- TRY IT:
Find the line in the entries below that contains "impl<P> fmt::Debug for". Repeat it exactly, and every line after it through the line that contains "impl<P: 'static> Emitter<P>".

- DATASET RECORDS:
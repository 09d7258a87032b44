//! The application loop: state, a view function and reducers, re-rendered after every command.

use crate::{
	dispatcher::{Dispatcher, Subscription},
	mount, patch, unmount,
	unmount::discard,
	Host, Node, Result,
};
use core::{cell::Cell, fmt};
use std::{
	cell::RefCell,
	rc::{Rc, Weak},
};
use tracing::{error, instrument, trace};

/// Computes the next state from the current one and a command payload.
pub type Reducer<S, P> = Rc<dyn Fn(&S, &P) -> S>;

pub fn reducer<S, P>(reducer: impl 'static + Fn(&S, &P) -> S) -> Reducer<S, P> {
	Rc::new(reducer)
}

/// The only channel through which a view can affect state: each [`emit`](`Emitter::emit`) dispatches one command.
pub struct Emitter<P> {
	dispatcher: Dispatcher<P>,
}

impl<P> Clone for Emitter<P> {
	fn clone(&self) -> Self {
		Self {
			dispatcher: self.dispatcher.clone(),
		}
	}
}

impl<P> fmt::Debug for Emitter<P> {
	fn fmt(&self, f: &mut fmt::Formatter<'_>) -> fmt::Result {
		f.debug_struct("Emitter").field("dispatcher", &self.dispatcher).finish()
	}
}

impl<P: 'static> Emitter<P> {
	/// Dispatches `command` synchronously. Reducers and the re-render have run by the time this returns.
	pub fn emit(&self, command: &str, payload: P) {
		self.dispatcher.dispatch(command, &payload);
	}
}

type View<S, P, N> = dyn Fn(&S, &Emitter<P>) -> Node<N>;

struct Loop<S, P, H: Host> {
	host: H,
	view: Box<View<S, P, H::Node>>,
	reducers: Vec<(String, Reducer<S, P>)>,
	state: RefCell<Rc<S>>,
	parent: RefCell<Option<H::Node>>,
	vdom: RefCell<Option<Node<H::Node>>>,
	dispatcher: Dispatcher<P>,
	subscriptions: RefCell<Vec<Subscription>>,
	rendering: Cell<bool>,
	render_requested: Cell<bool>,
}

/// A mounted-or-not application.
///
/// State is owned here exclusively and replaced wholesale by each reducer.
/// After every dispatched command (whether it had a reducer or not), the view is re-run and patched into the host.
///
/// Commands emitted while a render is in progress (by the view itself, or by listeners the host fires while being patched)
/// run their reducers right away, but their re-render is deferred until the current one has finished.
/// A view that emits on every render therefore never settles.
///
/// If a render fails, everything it had mounted so far is torn down and logged, and the next command mounts the view from scratch.
pub struct App<S, P, H: Host> {
	inner: Rc<Loop<S, P, H>>,
}

impl<S, P, H> App<S, P, H>
where
	S: 'static,
	P: 'static,
	H: 'static + Host,
{
	/// Registers each reducer under its command name, plus the re-render hook.
	pub fn new<K: Into<String>>(
		host: H,
		view: impl 'static + Fn(&S, &Emitter<P>) -> Node<H::Node>,
		initial_state: S,
		reducers: impl IntoIterator<Item = (K, Reducer<S, P>)>,
	) -> Self {
		let app = Self {
			inner: Rc::new(Loop {
				host,
				view: Box::new(view),
				reducers: reducers.into_iter().map(|(command, reducer)| (command.into(), reducer)).collect(),
				state: RefCell::new(Rc::new(initial_state)),
				parent: RefCell::new(None),
				vdom: RefCell::new(None),
				dispatcher: Dispatcher::new(),
				subscriptions: RefCell::new(Vec::new()),
				rendering: Cell::new(false),
				render_requested: Cell::new(false),
			}),
		};
		app.subscribe();
		app
	}

	fn subscribe(&self) {
		let dispatcher = &self.inner.dispatcher;
		let mut subscriptions = self.inner.subscriptions.borrow_mut();

		let this = Rc::downgrade(&self.inner);
		subscriptions.push(dispatcher.after_every_command(Rc::new(move |command: &str, _: &P| {
			if let Some(this) = Weak::upgrade(&this) {
				trace!(command, "Re-rendering after command.");
				if let Err(error) = this.render() {
					error!(?error, command, "Re-render failed.");
				}
			}
		})));

		for (command, reducer) in &self.inner.reducers {
			let this = Rc::downgrade(&self.inner);
			let reducer = Rc::clone(reducer);
			subscriptions.push(dispatcher.subscribe(
				command.clone(),
				Rc::new(move |payload: &P| {
					if let Some(this) = Weak::upgrade(&this) {
						let current = Rc::clone(&this.state.borrow());
						let next = reducer(&current, payload);
						this.state.replace(Rc::new(next));
					}
				}),
			));
		}
	}

	/// Renders the view into `parent`. Does nothing if already mounted.
	///
	/// # Errors
	///
	/// Host failures while mounting. The partially mounted tree is removed again and the app stays unmounted.
	#[instrument(skip(self, parent))]
	pub fn mount(&self, parent: H::Node) -> Result<(), H::Error> {
		if self.is_mounted() {
			trace!("Already mounted.");
			return Ok(());
		}
		if self.inner.subscriptions.borrow().is_empty() {
			self.subscribe();
		}
		*self.inner.parent.borrow_mut() = Some(parent);
		let result = self.inner.render();
		if result.is_err() {
			self.inner.parent.replace(None);
		}
		result
	}

	/// Unmounts the current tree and drops every subscription, reducers included.
	/// [`mount`](`App::mount`) may be called again afterwards.
	///
	/// # Errors
	///
	/// Failures while unmounting. Subscriptions are dropped regardless.
	#[instrument(skip(self))]
	pub fn unmount(&self) -> Result<(), H::Error> {
		self.inner.parent.replace(None);
		let vdom = self.inner.vdom.borrow_mut().take();
		let result = match vdom {
			Some(mut vdom) => unmount(&self.inner.host, &mut vdom),
			None => Ok(()),
		};
		for subscription in self.inner.subscriptions.borrow_mut().drain(..) {
			subscription.unsubscribe();
		}
		result
	}

	/// Whether the app has a host parent, even if its last render failed.
	#[must_use]
	pub fn is_mounted(&self) -> bool {
		self.inner.parent.borrow().is_some()
	}

	#[must_use]
	pub fn emitter(&self) -> Emitter<P> {
		self.inner.emitter()
	}

	/// Dispatches `command` as if emitted from the view.
	pub fn emit(&self, command: &str, payload: P) {
		self.emitter().emit(command, payload);
	}

	/// Lends the current state to `f`, which may emit commands.
	pub fn with_state<R>(&self, f: impl FnOnce(&S) -> R) -> R {
		let state = Rc::clone(&self.inner.state.borrow());
		f(&state)
	}

	#[must_use]
	pub fn host(&self) -> &H {
		&self.inner.host
	}
}

impl<S, P, H> Loop<S, P, H>
where
	S: 'static,
	P: 'static,
	H: 'static + Host,
{
	fn emitter(&self) -> Emitter<P> {
		Emitter {
			dispatcher: self.dispatcher.clone(),
		}
	}

	/// Renders until no further render was requested during the last pass.
	///
	/// A nested call while rendering only requests another pass.
	fn render(&self) -> Result<(), H::Error> {
		if self.rendering.replace(true) {
			trace!("Already rendering. Deferring re-render.");
			self.render_requested.set(true);
			return Ok(());
		}

		let result = loop {
			self.render_requested.set(false);
			if let Err(error) = self.render_once() {
				break Err(error);
			}
			if !self.render_requested.get() {
				break Ok(());
			}
		};
		self.rendering.set(false);
		result
	}

	/// Mounts a fresh tree or patches the previous one. Without a host parent there is nothing to render into.
	///
	/// Neither the state nor the stored tree stays borrowed while the view or the host runs.
	fn render_once(&self) -> Result<(), H::Error> {
		let parent = match self.parent.borrow().clone() {
			Some(parent) => parent,
			None => {
				trace!("Not mounted. Skipping render.");
				return Ok(());
			}
		};

		let state = Rc::clone(&self.state.borrow());
		let mut next = (self.view)(&state, &self.emitter());

		let previous = self.vdom.borrow_mut().take();
		let result = match previous {
			Some(mut previous) => {
				let result = patch(&self.host, &mut previous, &mut next, &parent);
				if result.is_err() {
					discard(&self.host, &mut previous);
				}
				result
			}
			None => mount(&self.host, &mut next, &parent, None),
		};

		match result {
			Ok(()) => {
				*self.vdom.borrow_mut() = Some(next);
				Ok(())
			}
			Err(error) => {
				trace!("Render failed. Discarding the partially reconciled tree.");
				discard(&self.host, &mut next);
				Err(error)
			}
		}
	}
}

impl<S, P, H: Host> fmt::Debug for App<S, P, H> {
	fn fmt(&self, f: &mut fmt::Formatter<'_>) -> fmt::Result {
		f.debug_struct("App")
			.field("parent", &self.inner.parent)
			.field("vdom", &self.inner.vdom)
			.field("subscriptions", &self.inner.subscriptions.borrow().len())
			.finish()
	}
}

- RESPONSE FOR THIS EXERCISE:
impl<P> fmt::Debug for Emitter<P> {
	fn fmt(&self, f: &mut fmt::Formatter<'_>) -> fmt::Result {
		f.debug_struct("Emitter").field("dispatcher", &self.dispatcher).finish()
	}
}

impl<P: 'static> Emitter<P> {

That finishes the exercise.